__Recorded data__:

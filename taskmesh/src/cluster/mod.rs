//! Coordination between orchestrator nodes: liveness, leadership, state replication, task file
//! mirroring and global snapshots. Everything here talks over a
//! [`GroupBus`](crate::core::GroupBus) and shares the node's [`RoleCell`].

mod failure_detector;
mod file_sync;
mod leadership;
mod replicator;
mod snapshot;
mod utils;

#[rustfmt::skip]
pub use {
  failure_detector::DetectorStats,
  failure_detector::FailureDetector,
  failure_detector::FailureHandler,
  failure_detector::HeartbeatProbe,
  failure_detector::PeerId,
  failure_detector::PeerState,
  file_sync::file_digest,
  file_sync::FileSyncStats,
  file_sync::FileSyncer,
  leadership::derive_priority,
  leadership::HealthReport,
  leadership::LeaderCell,
  leadership::LeadershipCoordinator,
  leadership::LeadershipStats,
  leadership::PromotionStep,
  leadership::Role,
  leadership::RoleCell,
  leadership::RoleHooks,
  replicator::ReplicationStats,
  replicator::StateReplicator,
  snapshot::LocalState,
  snapshot::RecordedMessage,
  snapshot::SnapshotCoordinator,
  snapshot::SnapshotRecord,
  snapshot::SnapshotStats,
  utils::millis,
  utils::DetectorConfig,
  utils::ElectionConfig,
  utils::FileSyncConfig,
  utils::ReplicationConfig,
  utils::SnapshotConfig,
};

__WORK ITEM__:
Copy the data exactly. Leave nothing out.

__EXERCISE OUTPUT__:
filename taskmesh/src/cluster/mod.rs
//! Coordination between orchestrator nodes: liveness, leadership, state replication, task file
//! mirroring and global snapshots. Everything here talks over a
//! [`GroupBus`](crate::core::GroupBus) and shares the node's [`RoleCell`].

mod failure_detector;
mod file_sync;
mod leadership;
mod replicator;
mod snapshot;
mod utils;

#[rustfmt::skip]
pub use {
  failure_detector::DetectorStats,
  failure_detector::FailureDetector,
  failure_detector::FailureHandler,
  failure_detector::HeartbeatProbe,
  failure_detector::PeerId,
  failure_detector::PeerState,
  file_sync::file_digest,
  file_sync::FileSyncStats,
  file_sync::FileSyncer,
  leadership::derive_priority,
  leadership::HealthReport,
  leadership::LeaderCell,
  leadership::LeadershipCoordinator,
  leadership::LeadershipStats,
  leadership::PromotionStep,
  leadership::Role,
  leadership::RoleCell,
  leadership::RoleHooks,
  replicator::ReplicationStats,
  replicator::StateReplicator,
  snapshot::LocalState,
  snapshot::RecordedMessage,
  snapshot::SnapshotCoordinator,
  snapshot::SnapshotRecord,
  snapshot::SnapshotStats,
  utils::millis,
  utils::DetectorConfig,
  utils::ElectionConfig,
  utils::FileSyncConfig,
  utils::ReplicationConfig,
  utils::SnapshotConfig,
};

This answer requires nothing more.